Please work out how many lines in the material below contain the string "message", and answer with that number only.

**Source material:**
####################

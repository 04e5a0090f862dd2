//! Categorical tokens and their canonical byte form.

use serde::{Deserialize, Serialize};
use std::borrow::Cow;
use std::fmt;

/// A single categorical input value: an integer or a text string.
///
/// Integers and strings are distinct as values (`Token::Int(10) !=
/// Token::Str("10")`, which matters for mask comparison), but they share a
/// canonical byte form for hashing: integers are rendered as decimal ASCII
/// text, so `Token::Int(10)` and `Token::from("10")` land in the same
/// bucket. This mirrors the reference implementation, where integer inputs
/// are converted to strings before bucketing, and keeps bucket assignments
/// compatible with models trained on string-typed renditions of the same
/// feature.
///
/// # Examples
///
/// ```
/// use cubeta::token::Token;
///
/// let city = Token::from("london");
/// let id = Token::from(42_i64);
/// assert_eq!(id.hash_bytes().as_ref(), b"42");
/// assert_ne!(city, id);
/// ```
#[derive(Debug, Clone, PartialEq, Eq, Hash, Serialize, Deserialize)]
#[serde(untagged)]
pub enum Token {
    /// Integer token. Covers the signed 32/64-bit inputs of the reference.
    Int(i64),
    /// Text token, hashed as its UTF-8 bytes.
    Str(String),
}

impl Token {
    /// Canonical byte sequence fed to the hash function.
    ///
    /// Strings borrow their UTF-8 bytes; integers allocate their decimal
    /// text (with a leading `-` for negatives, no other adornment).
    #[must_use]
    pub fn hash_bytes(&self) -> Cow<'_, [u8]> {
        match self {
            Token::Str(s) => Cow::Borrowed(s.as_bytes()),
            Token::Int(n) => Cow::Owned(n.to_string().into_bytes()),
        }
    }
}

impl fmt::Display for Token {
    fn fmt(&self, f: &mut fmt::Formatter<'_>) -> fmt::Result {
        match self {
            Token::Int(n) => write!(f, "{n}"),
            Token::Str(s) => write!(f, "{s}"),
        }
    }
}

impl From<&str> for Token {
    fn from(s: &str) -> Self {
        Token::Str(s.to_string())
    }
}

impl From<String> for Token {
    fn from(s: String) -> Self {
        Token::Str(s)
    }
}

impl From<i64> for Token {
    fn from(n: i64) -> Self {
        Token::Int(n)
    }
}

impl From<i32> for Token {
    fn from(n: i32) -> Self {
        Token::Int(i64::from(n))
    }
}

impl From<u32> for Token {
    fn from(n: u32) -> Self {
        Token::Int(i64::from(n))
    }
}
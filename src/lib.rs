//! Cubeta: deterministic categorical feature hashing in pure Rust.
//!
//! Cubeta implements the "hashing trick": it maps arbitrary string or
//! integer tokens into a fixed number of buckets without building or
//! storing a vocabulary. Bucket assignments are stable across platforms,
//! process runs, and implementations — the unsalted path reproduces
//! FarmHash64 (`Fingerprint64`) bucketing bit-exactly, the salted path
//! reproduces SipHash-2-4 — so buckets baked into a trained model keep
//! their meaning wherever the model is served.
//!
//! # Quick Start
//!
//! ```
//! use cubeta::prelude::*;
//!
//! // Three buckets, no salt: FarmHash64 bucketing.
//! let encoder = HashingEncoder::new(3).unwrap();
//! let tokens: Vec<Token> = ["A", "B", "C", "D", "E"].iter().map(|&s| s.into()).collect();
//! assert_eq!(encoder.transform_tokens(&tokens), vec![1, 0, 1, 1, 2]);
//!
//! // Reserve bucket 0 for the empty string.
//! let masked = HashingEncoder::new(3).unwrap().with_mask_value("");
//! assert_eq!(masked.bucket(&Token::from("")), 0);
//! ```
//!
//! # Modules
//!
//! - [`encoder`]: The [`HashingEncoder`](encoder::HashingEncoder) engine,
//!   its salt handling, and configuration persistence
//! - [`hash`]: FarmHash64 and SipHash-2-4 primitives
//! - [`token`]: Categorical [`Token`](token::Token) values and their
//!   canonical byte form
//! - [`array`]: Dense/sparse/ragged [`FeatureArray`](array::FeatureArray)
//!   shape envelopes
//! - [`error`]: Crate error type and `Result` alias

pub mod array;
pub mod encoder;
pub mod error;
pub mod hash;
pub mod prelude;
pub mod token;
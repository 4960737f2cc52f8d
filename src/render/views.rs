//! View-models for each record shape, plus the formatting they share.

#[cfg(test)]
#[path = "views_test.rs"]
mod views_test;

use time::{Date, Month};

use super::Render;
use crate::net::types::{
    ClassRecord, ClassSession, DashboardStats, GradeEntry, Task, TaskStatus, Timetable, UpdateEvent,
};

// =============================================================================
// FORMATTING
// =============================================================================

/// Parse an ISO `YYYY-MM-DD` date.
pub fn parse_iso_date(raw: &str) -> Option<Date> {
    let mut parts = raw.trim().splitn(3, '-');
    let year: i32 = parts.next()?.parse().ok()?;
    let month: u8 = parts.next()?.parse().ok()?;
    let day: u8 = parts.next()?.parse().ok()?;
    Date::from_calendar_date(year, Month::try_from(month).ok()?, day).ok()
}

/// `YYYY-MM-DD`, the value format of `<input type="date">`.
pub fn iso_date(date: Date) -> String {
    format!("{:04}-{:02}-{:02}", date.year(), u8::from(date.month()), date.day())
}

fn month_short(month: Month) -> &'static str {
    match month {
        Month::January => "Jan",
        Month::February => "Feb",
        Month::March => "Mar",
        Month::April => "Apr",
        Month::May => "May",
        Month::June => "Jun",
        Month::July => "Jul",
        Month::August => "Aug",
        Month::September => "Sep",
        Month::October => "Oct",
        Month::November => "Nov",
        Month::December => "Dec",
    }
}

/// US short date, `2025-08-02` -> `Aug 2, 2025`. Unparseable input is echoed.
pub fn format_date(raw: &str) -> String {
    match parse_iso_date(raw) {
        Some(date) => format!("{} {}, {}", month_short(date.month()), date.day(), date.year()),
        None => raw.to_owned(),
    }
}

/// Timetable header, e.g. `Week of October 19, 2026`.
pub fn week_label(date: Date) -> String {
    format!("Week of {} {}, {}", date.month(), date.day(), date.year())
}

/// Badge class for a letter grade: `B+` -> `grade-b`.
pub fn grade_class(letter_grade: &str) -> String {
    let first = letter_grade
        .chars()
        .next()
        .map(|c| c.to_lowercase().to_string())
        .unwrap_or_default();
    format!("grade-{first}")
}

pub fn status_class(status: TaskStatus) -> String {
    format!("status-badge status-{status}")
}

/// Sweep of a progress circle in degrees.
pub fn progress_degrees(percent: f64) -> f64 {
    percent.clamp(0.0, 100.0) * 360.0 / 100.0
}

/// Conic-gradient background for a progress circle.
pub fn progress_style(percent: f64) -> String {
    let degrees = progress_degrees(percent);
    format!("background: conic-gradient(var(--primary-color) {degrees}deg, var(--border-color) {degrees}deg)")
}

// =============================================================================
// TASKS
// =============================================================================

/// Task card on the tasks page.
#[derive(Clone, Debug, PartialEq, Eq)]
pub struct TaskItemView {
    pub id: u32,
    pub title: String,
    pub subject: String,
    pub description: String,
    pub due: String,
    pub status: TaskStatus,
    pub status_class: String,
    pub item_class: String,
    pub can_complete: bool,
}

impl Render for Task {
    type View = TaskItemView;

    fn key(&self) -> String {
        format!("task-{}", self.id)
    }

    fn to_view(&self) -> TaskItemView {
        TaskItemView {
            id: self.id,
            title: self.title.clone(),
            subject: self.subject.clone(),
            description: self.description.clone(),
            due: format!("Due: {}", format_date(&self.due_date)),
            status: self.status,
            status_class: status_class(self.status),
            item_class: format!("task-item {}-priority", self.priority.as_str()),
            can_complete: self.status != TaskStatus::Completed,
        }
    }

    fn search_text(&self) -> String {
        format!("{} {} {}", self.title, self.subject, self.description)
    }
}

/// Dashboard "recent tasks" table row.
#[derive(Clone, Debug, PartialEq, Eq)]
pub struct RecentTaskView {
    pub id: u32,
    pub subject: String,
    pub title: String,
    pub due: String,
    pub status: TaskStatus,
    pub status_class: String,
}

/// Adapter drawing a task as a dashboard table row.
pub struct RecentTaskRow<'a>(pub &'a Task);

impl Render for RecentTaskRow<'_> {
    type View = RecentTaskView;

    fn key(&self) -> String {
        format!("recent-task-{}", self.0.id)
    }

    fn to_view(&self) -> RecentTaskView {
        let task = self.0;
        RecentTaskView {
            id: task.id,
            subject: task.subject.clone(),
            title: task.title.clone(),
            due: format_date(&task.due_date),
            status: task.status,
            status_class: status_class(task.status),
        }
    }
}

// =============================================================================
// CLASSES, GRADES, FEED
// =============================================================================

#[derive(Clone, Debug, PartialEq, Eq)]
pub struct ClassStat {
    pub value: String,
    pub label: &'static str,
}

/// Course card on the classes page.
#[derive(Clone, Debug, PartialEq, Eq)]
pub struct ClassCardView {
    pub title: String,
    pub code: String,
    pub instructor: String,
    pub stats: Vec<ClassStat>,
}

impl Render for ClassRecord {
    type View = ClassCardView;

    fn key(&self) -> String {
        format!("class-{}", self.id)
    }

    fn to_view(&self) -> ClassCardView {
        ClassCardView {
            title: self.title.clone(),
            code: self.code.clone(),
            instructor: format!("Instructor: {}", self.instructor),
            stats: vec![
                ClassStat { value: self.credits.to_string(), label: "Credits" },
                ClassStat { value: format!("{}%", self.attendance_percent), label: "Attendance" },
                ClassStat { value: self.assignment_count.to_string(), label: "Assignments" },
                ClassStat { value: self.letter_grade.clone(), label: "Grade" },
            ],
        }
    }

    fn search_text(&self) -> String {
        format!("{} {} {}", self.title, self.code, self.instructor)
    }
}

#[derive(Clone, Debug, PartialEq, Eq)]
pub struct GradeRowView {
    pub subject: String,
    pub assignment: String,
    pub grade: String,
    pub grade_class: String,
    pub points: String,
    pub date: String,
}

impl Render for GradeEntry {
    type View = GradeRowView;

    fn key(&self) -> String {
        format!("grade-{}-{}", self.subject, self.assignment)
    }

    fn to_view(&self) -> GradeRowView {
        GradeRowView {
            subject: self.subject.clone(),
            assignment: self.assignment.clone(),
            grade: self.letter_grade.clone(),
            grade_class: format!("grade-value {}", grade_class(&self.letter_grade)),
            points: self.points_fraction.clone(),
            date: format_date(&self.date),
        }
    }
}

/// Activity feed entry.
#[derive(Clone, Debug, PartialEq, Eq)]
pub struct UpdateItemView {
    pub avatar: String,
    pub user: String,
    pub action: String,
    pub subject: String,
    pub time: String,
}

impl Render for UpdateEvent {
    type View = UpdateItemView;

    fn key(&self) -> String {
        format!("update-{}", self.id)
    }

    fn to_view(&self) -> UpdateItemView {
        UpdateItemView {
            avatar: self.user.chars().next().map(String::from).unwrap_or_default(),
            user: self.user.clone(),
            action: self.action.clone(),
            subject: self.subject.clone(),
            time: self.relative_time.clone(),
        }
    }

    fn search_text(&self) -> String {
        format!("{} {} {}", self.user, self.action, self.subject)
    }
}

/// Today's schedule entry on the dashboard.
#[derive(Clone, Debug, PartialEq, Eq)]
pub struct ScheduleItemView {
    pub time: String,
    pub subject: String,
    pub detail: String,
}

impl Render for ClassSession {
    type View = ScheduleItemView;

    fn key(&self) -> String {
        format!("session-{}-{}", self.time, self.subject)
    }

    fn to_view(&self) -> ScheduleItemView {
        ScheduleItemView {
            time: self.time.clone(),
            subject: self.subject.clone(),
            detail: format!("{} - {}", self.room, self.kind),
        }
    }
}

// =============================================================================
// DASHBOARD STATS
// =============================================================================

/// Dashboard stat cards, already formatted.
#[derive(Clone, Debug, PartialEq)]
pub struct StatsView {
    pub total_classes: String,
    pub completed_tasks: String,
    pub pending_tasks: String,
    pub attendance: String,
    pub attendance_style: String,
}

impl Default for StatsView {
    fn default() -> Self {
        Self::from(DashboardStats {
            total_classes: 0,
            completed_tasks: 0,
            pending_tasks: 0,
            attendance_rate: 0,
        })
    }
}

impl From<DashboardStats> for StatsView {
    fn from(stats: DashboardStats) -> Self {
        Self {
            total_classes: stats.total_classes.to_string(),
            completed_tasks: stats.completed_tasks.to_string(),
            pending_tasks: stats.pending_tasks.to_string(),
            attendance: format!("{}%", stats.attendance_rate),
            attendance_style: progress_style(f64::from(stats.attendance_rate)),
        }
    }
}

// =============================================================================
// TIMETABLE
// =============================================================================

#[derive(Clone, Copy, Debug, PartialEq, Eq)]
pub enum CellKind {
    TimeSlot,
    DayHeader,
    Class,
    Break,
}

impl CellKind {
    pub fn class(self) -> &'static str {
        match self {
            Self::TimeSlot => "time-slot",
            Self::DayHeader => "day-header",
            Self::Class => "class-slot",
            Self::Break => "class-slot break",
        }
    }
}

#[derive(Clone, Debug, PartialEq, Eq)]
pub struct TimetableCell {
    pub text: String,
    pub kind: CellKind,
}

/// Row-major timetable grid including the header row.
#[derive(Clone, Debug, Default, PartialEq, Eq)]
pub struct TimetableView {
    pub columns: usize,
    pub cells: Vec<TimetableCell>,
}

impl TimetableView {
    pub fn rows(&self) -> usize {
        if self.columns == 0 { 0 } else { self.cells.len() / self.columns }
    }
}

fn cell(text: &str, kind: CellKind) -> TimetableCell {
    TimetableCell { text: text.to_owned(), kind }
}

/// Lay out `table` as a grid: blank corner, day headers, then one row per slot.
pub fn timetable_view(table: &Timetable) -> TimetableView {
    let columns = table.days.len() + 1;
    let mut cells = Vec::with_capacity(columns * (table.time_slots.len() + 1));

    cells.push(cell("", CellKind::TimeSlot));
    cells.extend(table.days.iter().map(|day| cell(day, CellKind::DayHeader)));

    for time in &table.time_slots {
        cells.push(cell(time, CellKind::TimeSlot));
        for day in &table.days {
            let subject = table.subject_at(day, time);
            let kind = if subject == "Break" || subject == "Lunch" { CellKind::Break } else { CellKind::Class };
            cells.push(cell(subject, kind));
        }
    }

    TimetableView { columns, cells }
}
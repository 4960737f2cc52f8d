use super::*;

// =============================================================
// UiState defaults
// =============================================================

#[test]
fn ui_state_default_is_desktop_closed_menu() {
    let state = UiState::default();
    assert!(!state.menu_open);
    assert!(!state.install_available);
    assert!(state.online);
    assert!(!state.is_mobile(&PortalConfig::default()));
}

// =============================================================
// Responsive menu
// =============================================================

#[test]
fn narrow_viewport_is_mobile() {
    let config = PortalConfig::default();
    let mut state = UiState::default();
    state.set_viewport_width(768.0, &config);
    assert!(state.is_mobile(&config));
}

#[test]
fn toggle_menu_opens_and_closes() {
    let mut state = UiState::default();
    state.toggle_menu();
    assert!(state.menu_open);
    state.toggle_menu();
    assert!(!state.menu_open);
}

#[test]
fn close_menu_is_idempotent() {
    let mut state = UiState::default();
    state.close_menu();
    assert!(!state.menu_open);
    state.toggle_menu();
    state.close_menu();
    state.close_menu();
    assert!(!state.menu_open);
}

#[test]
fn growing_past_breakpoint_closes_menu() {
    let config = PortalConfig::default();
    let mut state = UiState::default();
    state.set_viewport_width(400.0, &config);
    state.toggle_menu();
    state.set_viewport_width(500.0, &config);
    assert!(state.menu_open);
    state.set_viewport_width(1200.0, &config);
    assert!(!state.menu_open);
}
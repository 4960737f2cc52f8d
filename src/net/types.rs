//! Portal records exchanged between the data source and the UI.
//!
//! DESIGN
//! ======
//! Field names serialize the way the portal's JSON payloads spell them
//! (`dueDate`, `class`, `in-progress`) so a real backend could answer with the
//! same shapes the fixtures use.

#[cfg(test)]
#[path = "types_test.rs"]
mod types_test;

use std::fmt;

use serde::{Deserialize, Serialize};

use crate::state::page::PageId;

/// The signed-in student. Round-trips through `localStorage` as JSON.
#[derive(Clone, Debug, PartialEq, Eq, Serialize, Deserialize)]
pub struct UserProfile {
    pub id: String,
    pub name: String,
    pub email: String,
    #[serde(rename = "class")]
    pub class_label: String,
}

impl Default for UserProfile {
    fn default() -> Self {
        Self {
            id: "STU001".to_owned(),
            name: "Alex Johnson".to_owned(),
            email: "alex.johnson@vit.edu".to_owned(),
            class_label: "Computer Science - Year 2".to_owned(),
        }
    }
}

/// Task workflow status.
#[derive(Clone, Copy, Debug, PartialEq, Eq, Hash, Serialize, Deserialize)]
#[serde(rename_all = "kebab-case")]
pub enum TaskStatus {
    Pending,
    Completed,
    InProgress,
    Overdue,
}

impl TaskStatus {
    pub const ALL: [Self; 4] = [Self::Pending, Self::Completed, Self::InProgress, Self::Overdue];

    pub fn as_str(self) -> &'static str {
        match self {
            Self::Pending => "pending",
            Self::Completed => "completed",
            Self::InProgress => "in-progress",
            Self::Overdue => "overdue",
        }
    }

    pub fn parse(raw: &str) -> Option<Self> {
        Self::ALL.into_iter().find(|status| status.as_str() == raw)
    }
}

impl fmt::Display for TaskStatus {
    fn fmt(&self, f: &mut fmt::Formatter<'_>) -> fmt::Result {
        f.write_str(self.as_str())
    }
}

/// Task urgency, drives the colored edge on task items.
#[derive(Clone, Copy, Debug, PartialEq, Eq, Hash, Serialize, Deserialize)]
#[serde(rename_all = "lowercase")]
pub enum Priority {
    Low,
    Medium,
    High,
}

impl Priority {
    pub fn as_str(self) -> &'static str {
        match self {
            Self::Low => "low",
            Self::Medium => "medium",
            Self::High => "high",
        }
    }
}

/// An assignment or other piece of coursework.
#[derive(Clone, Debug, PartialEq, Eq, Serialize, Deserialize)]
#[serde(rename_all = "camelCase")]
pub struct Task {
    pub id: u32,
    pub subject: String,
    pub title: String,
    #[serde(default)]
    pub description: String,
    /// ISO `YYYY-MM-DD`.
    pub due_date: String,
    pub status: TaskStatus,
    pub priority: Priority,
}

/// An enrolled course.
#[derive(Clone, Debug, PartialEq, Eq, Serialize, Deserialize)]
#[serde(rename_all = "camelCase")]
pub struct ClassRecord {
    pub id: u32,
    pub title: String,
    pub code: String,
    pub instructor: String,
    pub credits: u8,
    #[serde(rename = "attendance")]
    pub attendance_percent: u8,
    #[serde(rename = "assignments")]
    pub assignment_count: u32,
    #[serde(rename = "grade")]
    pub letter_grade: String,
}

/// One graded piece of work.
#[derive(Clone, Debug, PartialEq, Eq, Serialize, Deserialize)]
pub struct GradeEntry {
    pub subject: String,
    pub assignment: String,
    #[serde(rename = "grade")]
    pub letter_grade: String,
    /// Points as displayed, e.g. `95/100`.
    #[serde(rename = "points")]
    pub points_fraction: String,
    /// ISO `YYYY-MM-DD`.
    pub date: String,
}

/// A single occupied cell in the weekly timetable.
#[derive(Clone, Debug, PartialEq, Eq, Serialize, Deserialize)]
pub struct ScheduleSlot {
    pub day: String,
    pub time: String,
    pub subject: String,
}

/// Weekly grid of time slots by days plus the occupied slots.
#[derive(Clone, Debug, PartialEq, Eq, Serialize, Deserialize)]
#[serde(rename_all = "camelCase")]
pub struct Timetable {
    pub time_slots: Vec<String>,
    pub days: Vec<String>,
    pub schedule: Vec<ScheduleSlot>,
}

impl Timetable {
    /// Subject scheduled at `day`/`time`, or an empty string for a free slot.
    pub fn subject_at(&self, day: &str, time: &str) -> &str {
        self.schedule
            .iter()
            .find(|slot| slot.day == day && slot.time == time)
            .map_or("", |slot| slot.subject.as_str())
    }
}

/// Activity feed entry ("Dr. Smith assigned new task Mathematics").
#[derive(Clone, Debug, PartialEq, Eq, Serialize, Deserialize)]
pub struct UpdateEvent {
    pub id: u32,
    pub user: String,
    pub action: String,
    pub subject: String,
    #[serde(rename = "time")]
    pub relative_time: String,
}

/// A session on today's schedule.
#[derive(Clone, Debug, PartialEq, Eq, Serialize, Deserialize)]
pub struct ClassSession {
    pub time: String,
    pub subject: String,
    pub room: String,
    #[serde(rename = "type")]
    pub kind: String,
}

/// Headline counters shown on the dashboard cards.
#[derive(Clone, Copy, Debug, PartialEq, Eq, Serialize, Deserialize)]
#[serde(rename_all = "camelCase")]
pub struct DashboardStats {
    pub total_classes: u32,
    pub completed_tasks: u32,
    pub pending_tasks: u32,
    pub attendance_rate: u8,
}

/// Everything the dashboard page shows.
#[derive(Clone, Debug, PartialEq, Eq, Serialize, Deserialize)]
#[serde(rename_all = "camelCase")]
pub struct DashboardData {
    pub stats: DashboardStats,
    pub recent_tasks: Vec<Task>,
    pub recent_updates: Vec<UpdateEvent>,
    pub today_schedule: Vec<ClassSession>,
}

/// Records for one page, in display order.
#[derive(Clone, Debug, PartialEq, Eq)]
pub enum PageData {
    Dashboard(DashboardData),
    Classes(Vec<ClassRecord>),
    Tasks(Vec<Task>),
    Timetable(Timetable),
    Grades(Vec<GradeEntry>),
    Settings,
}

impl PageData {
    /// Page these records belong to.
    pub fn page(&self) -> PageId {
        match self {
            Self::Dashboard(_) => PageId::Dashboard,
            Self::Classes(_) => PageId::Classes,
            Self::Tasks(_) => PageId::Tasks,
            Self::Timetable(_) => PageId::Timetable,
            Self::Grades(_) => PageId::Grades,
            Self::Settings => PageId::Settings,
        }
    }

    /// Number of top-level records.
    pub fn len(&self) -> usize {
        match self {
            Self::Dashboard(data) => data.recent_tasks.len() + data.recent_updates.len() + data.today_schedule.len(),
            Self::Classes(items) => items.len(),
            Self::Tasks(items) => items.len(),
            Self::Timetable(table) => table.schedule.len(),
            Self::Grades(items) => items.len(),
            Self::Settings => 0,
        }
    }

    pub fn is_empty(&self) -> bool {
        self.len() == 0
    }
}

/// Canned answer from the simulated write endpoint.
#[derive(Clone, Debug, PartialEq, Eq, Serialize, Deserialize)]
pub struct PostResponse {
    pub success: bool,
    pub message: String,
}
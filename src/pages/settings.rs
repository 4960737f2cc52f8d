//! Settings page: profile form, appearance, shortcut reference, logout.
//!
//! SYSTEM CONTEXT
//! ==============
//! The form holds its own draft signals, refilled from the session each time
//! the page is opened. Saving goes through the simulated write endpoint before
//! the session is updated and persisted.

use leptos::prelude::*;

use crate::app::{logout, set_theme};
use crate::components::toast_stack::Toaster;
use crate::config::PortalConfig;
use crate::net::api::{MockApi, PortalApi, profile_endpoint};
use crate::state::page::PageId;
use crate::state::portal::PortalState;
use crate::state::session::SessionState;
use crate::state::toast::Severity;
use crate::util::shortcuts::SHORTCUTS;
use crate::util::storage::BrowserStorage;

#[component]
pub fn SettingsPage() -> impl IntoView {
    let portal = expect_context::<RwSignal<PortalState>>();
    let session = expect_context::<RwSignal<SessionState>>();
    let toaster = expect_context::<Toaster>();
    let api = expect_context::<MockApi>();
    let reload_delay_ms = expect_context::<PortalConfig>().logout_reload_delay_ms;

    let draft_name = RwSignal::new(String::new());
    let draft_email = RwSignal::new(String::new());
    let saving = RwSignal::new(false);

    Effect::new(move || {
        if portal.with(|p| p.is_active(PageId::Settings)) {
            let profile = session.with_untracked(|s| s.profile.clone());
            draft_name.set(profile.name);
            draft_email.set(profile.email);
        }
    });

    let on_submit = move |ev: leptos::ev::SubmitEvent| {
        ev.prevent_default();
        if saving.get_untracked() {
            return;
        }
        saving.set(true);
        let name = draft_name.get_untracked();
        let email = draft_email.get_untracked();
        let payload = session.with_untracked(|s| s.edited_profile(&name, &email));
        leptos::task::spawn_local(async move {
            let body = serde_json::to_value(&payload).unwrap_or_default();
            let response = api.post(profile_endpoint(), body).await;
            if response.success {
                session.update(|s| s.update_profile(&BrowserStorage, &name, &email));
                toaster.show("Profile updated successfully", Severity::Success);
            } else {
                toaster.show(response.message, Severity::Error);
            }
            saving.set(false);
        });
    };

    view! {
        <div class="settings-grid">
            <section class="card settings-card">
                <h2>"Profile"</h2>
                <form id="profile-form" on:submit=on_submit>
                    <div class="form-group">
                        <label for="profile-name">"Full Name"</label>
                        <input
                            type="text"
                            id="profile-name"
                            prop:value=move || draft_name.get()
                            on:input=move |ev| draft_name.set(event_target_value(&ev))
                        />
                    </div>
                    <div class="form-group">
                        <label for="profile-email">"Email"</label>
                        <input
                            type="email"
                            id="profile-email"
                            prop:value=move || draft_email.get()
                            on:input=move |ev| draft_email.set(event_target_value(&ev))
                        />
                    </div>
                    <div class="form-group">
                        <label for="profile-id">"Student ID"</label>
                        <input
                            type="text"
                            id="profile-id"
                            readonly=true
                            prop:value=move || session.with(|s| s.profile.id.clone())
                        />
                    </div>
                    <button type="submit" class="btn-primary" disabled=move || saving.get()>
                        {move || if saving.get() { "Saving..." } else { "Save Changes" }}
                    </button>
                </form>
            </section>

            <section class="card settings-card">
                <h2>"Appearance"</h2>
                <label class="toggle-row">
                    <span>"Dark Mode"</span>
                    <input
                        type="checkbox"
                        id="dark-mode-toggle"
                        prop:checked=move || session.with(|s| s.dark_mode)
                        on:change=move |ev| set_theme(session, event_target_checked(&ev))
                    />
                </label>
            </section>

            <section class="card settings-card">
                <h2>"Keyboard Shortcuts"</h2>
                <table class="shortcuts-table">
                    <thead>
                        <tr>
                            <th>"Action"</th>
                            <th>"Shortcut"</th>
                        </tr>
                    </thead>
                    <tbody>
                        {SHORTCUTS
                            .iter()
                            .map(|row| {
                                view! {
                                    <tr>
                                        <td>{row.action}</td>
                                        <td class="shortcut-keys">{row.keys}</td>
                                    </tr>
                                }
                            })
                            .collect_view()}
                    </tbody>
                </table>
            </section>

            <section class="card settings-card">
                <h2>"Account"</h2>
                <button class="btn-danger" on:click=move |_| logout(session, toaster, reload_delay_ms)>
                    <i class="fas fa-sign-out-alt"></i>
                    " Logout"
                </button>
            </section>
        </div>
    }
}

####################

**Solution for this exercise:** 2